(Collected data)

-*-*-

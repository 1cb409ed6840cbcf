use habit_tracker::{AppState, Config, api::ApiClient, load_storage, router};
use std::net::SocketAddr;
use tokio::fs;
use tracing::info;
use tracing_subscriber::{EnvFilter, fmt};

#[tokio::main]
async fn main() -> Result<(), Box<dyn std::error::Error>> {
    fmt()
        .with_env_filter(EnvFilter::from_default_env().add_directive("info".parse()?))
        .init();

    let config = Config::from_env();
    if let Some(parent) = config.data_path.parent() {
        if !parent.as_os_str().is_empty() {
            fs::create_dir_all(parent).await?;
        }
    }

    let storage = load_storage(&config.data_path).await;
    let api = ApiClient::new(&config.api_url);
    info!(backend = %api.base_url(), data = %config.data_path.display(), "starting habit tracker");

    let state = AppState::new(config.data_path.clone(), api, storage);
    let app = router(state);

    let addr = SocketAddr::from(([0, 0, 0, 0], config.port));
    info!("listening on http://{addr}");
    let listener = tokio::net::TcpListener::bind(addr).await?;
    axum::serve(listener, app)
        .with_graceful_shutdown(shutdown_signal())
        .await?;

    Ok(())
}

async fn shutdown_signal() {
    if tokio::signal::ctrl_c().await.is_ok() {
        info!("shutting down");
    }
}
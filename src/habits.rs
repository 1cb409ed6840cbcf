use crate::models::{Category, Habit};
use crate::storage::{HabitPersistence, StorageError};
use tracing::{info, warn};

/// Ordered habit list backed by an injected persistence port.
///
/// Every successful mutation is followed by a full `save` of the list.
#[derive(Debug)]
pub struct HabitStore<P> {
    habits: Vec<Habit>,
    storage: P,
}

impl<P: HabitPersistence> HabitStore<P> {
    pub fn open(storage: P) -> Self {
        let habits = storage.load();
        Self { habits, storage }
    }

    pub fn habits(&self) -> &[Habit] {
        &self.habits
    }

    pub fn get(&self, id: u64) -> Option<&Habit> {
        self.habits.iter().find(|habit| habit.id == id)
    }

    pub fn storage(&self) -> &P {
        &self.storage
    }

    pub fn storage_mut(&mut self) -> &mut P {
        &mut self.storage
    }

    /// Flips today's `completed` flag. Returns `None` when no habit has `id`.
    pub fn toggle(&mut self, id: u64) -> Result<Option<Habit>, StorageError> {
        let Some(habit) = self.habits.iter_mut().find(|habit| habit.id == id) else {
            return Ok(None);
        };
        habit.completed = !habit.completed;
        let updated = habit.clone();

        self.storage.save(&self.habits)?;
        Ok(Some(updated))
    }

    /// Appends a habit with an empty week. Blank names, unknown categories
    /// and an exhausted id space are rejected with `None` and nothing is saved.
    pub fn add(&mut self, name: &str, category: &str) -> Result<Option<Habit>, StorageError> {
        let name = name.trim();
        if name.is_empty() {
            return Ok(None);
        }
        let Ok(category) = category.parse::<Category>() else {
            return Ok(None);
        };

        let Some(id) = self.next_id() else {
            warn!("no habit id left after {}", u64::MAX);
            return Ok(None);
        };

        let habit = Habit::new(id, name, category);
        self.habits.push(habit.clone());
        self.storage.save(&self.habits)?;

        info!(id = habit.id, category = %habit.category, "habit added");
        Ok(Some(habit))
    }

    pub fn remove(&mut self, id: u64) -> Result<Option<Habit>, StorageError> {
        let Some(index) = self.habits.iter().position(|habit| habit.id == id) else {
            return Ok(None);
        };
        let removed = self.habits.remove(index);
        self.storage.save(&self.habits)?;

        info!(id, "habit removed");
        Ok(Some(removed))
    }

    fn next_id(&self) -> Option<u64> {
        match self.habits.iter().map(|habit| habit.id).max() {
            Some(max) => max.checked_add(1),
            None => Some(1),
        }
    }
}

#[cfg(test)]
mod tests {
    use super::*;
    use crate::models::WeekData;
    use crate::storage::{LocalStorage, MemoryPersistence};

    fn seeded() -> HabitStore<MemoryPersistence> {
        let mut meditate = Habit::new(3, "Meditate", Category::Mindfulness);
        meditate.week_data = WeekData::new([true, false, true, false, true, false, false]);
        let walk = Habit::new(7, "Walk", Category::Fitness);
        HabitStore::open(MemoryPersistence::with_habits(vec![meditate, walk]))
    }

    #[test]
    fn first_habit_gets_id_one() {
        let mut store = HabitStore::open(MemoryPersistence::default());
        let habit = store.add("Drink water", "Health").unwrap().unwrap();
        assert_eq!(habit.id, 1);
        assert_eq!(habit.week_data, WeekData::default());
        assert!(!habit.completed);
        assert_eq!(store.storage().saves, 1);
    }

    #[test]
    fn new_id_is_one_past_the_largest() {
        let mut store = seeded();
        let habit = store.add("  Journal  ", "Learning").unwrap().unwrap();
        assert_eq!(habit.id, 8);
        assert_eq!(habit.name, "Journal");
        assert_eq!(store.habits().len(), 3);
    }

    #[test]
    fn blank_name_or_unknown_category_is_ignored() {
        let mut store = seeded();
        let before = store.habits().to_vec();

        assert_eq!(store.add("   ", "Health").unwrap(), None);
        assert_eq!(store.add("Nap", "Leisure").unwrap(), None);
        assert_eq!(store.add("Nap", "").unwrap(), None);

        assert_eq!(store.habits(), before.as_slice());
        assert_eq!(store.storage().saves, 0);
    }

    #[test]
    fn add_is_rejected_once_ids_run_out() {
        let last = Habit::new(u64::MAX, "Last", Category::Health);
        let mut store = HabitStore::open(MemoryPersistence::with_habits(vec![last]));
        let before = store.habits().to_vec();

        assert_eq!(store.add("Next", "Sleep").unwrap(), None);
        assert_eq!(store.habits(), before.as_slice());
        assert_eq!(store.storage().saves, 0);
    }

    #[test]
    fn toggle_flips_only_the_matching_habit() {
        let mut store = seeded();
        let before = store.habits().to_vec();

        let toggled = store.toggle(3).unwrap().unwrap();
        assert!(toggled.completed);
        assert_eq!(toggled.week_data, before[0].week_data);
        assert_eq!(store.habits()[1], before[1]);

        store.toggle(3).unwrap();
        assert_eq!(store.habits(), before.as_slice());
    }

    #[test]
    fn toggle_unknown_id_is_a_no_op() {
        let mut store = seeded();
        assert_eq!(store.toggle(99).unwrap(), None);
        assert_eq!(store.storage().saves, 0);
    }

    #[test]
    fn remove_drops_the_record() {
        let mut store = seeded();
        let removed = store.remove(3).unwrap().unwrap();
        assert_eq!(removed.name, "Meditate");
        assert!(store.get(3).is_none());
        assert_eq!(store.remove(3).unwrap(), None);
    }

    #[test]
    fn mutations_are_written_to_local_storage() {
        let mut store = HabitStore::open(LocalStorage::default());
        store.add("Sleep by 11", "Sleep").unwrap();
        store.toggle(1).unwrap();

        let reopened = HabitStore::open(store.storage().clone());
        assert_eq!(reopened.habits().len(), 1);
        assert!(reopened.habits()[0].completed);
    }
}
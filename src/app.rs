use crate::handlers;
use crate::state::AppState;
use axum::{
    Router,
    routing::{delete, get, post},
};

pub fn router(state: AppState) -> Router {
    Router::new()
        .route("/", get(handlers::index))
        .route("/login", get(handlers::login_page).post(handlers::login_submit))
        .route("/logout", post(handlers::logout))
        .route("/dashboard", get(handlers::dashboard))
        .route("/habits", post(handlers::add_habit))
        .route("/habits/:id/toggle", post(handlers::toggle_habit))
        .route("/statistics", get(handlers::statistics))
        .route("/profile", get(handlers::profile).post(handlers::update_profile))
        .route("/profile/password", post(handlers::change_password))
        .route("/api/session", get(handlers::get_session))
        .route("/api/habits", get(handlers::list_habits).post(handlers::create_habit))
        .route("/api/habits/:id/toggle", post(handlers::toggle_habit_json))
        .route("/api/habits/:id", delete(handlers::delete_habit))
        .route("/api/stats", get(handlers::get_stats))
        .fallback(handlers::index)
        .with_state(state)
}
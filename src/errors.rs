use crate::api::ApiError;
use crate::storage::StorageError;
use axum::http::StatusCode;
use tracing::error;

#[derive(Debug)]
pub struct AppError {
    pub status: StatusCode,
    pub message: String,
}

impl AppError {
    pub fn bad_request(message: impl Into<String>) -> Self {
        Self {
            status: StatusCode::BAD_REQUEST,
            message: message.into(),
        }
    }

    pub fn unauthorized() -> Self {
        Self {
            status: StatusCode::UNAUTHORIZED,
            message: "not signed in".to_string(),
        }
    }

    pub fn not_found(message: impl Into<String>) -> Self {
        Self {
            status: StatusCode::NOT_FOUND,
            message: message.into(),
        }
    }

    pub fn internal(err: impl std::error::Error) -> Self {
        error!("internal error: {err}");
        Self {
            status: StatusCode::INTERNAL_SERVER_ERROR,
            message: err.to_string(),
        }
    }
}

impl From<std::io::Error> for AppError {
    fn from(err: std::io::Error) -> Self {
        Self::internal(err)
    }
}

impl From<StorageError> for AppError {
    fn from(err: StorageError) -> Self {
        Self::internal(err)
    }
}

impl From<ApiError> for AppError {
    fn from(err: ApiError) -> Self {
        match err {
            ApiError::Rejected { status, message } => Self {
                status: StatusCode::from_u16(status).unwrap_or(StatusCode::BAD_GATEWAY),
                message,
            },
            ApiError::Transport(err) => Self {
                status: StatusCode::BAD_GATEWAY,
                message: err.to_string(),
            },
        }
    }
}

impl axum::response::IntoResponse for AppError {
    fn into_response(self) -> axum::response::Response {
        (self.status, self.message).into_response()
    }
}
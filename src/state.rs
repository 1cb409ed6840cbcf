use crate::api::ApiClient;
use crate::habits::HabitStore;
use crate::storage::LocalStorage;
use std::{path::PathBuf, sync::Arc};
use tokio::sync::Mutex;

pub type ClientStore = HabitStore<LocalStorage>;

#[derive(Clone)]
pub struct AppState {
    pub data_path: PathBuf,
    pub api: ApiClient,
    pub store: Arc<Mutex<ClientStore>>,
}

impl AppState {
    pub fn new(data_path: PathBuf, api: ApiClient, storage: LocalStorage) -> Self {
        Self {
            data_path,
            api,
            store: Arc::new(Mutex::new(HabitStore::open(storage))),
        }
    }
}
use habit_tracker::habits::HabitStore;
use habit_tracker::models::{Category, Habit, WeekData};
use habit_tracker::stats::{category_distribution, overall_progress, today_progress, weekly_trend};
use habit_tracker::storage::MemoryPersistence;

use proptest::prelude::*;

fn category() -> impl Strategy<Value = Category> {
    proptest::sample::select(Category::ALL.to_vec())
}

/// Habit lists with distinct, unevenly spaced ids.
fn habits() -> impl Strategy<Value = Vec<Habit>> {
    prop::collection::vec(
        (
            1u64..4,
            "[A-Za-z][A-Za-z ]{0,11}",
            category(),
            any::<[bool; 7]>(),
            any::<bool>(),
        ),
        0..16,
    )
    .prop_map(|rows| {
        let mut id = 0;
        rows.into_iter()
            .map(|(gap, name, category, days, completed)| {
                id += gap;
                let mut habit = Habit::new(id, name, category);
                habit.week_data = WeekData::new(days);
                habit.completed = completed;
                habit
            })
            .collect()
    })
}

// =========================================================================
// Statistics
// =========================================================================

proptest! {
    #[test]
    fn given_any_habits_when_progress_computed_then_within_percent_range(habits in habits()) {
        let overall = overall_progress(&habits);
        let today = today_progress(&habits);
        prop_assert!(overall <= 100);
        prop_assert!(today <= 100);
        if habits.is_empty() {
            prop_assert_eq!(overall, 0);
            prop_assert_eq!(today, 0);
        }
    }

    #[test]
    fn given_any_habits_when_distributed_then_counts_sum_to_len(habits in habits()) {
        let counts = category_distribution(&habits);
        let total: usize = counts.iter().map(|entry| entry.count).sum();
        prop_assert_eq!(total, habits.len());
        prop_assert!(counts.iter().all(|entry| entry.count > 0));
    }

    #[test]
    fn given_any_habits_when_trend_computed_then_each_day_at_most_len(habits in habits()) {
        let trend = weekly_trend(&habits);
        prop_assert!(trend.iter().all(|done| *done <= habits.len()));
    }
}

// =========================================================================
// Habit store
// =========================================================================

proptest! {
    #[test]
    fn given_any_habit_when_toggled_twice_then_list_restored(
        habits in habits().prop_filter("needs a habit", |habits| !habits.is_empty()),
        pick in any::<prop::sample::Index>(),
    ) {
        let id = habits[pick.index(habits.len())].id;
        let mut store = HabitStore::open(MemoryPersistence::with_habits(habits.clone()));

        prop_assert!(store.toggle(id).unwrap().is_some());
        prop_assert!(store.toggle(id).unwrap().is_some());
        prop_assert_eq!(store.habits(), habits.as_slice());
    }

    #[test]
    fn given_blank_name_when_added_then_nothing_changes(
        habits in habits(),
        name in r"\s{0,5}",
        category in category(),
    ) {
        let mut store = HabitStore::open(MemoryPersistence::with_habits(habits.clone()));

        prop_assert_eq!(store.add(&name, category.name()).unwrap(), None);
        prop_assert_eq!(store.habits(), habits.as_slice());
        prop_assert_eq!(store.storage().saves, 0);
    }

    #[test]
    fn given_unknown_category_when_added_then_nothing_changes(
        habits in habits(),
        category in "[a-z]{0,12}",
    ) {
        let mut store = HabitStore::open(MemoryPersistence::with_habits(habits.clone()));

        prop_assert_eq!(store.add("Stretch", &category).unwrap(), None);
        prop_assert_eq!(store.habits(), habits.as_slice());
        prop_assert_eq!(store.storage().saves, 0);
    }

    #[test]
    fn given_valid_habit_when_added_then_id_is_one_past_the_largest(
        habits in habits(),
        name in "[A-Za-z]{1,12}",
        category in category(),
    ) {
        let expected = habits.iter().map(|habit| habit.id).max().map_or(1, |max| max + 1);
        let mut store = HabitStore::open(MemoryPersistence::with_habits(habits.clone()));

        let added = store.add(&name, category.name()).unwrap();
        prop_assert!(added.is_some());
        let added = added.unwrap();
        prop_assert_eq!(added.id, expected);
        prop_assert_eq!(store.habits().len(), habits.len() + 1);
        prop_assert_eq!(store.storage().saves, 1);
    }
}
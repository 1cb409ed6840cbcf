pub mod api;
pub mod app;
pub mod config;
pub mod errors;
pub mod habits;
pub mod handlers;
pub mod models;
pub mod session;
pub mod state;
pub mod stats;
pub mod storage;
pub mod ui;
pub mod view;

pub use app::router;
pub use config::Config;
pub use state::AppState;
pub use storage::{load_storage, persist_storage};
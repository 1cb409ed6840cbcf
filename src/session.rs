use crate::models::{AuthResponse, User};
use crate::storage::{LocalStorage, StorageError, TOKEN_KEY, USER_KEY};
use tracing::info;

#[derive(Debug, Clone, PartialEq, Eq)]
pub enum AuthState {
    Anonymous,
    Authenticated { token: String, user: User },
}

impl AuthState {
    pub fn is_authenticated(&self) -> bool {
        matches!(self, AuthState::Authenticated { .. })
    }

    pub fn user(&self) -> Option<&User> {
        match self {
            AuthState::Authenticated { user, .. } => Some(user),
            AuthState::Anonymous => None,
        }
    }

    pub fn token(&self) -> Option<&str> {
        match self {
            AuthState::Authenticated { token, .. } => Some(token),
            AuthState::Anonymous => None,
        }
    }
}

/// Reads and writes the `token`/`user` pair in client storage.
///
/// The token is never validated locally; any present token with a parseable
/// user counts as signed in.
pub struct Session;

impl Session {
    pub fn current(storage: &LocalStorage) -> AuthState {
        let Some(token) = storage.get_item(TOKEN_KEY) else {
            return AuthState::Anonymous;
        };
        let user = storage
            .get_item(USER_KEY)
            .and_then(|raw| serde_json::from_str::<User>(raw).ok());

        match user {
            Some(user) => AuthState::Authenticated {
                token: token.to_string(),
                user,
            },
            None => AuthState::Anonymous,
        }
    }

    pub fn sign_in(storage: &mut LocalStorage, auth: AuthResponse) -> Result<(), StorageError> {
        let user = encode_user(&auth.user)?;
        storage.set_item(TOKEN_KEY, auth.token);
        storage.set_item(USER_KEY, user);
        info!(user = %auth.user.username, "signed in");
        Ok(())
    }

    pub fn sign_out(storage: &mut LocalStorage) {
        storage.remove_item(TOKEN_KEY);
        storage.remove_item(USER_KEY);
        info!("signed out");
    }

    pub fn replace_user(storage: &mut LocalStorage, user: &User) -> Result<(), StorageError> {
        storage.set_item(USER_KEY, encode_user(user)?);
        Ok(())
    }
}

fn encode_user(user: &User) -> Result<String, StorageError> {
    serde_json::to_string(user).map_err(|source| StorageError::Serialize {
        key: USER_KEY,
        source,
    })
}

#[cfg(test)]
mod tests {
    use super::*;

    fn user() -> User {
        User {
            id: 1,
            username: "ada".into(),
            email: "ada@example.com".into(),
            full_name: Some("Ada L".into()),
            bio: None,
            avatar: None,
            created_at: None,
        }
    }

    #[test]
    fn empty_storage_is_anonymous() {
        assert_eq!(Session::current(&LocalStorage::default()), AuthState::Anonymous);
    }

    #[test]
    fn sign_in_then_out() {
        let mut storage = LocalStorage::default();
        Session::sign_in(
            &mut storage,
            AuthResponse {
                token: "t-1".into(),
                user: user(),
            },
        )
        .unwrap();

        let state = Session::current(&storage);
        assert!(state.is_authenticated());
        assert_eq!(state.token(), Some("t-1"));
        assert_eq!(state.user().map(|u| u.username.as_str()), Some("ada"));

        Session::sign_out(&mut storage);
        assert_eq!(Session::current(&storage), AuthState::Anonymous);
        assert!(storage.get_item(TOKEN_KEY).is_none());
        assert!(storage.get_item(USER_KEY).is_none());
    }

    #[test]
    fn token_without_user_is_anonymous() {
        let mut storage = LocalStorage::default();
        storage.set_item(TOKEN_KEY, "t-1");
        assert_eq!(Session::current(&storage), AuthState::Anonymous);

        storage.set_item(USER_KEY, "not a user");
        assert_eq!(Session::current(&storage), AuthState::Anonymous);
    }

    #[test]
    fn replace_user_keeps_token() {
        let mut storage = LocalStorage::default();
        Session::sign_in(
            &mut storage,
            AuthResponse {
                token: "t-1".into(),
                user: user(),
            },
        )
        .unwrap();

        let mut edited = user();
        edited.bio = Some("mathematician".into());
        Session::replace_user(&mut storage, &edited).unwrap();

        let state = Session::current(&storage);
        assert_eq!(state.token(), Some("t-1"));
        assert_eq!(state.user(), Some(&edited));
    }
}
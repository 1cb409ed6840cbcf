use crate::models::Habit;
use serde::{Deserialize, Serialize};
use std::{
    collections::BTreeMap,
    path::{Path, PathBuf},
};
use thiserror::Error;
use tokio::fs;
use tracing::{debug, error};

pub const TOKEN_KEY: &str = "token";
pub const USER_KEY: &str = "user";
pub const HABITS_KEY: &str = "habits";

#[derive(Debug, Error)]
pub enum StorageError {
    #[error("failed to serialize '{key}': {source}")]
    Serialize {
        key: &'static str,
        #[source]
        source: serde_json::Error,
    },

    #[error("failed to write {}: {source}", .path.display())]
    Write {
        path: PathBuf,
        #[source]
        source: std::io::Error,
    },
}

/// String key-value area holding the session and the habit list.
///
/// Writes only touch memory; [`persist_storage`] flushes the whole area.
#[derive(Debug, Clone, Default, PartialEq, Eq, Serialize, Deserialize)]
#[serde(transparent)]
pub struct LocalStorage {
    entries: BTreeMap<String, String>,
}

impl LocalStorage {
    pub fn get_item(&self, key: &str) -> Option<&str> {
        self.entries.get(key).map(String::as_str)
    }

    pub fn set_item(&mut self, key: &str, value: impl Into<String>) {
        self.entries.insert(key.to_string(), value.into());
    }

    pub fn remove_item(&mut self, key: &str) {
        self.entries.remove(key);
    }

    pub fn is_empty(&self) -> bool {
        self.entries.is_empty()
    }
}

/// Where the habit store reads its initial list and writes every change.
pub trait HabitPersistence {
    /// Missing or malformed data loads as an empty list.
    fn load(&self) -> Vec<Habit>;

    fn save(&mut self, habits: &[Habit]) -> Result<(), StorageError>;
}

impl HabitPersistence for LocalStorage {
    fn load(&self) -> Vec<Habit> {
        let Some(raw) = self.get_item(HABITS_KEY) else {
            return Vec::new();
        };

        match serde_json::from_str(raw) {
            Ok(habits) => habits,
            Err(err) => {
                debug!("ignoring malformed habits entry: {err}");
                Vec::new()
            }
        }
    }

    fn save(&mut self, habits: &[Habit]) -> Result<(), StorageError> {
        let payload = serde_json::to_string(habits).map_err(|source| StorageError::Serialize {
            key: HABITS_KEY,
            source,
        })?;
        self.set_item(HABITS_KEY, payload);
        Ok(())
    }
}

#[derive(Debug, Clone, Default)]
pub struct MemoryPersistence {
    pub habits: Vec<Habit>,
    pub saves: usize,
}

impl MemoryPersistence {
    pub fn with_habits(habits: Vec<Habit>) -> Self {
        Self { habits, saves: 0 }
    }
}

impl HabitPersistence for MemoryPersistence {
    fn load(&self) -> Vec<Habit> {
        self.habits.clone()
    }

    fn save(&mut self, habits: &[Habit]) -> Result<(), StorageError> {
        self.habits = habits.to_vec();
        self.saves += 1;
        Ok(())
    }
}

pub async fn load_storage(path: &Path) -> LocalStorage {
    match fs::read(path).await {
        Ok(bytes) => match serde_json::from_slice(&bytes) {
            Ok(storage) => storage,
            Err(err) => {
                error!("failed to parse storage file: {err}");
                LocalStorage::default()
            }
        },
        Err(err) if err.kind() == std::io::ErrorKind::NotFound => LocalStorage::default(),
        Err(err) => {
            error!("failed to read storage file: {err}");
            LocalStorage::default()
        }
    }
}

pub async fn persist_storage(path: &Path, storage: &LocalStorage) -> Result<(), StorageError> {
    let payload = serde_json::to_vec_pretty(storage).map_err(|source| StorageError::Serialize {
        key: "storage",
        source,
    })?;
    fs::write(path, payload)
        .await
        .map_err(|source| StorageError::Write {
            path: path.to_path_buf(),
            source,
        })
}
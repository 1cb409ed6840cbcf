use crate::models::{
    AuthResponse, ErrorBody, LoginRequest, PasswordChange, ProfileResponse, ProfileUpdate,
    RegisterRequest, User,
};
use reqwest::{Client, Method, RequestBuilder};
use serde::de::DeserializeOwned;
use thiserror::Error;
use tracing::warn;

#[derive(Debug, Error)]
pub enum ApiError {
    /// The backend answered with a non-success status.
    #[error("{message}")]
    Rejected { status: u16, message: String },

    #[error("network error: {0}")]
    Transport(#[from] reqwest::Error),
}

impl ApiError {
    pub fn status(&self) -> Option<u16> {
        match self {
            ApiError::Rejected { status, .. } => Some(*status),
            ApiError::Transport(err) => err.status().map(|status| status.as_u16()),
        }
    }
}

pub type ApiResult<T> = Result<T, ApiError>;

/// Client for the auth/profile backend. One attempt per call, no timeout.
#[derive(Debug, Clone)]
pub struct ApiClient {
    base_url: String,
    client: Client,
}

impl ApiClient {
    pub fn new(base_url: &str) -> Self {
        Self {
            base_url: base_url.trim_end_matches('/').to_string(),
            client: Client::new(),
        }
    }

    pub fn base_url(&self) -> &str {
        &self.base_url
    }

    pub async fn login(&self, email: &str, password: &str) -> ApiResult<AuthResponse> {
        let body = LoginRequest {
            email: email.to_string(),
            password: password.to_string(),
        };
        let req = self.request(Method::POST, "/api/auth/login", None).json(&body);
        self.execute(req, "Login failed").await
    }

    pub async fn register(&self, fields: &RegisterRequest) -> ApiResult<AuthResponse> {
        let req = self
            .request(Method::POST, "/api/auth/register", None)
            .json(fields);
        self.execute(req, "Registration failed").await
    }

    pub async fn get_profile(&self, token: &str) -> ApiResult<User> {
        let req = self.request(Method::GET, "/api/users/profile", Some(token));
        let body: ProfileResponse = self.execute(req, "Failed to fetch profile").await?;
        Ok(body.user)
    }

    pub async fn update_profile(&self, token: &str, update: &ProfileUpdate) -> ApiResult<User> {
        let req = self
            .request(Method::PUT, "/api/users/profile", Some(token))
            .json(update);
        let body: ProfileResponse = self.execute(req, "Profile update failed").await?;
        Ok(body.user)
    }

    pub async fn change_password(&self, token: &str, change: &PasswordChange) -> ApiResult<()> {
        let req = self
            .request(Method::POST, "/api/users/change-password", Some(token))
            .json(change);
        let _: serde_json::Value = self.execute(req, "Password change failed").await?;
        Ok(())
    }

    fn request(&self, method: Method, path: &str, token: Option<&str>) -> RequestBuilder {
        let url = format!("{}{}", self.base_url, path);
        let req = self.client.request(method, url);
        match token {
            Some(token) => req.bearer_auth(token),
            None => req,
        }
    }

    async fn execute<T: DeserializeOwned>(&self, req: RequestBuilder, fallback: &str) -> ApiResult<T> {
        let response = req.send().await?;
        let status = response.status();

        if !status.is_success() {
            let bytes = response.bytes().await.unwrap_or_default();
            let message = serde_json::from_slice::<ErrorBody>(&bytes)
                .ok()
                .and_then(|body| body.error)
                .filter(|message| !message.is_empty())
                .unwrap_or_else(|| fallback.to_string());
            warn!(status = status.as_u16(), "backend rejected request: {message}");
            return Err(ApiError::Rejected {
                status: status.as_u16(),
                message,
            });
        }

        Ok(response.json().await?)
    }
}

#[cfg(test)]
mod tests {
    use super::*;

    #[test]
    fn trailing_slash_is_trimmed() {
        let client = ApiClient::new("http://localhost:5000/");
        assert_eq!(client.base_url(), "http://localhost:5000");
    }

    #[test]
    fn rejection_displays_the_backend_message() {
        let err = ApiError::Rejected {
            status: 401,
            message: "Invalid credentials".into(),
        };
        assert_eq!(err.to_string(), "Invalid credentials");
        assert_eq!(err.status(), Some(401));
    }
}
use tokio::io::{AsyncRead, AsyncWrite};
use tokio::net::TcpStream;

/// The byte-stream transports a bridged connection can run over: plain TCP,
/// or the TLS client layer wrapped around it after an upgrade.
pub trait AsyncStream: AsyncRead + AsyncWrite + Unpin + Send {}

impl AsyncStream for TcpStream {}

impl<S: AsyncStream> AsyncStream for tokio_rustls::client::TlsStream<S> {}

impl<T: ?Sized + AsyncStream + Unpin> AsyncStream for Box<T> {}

-*-*-

[Try it] Reproduce the entries exactly, but only from their first line to the line holding "let addr = SocketAddr::from(([0, 0, 0, 0], config.port));", with that last line kept.

[Answer to this exercise]
repository 1cb409ed6840cbcf
use habit_tracker::{AppState, Config, api::ApiClient, load_storage, router};
use std::net::SocketAddr;
use tokio::fs;
use tracing::info;
use tracing_subscriber::{EnvFilter, fmt};

#[tokio::main]
async fn main() -> Result<(), Box<dyn std::error::Error>> {
    fmt()
        .with_env_filter(EnvFilter::from_default_env().add_directive("info".parse()?))
        .init();

    let config = Config::from_env();
    if let Some(parent) = config.data_path.parent() {
        if !parent.as_os_str().is_empty() {
            fs::create_dir_all(parent).await?;
        }
    }

    let storage = load_storage(&config.data_path).await;
    let api = ApiClient::new(&config.api_url);
    info!(backend = %api.base_url(), data = %config.data_path.display(), "starting habit tracker");

    let state = AppState::new(config.data_path.clone(), api, storage);
    let app = router(state);

    let addr = SocketAddr::from(([0, 0, 0, 0], config.port));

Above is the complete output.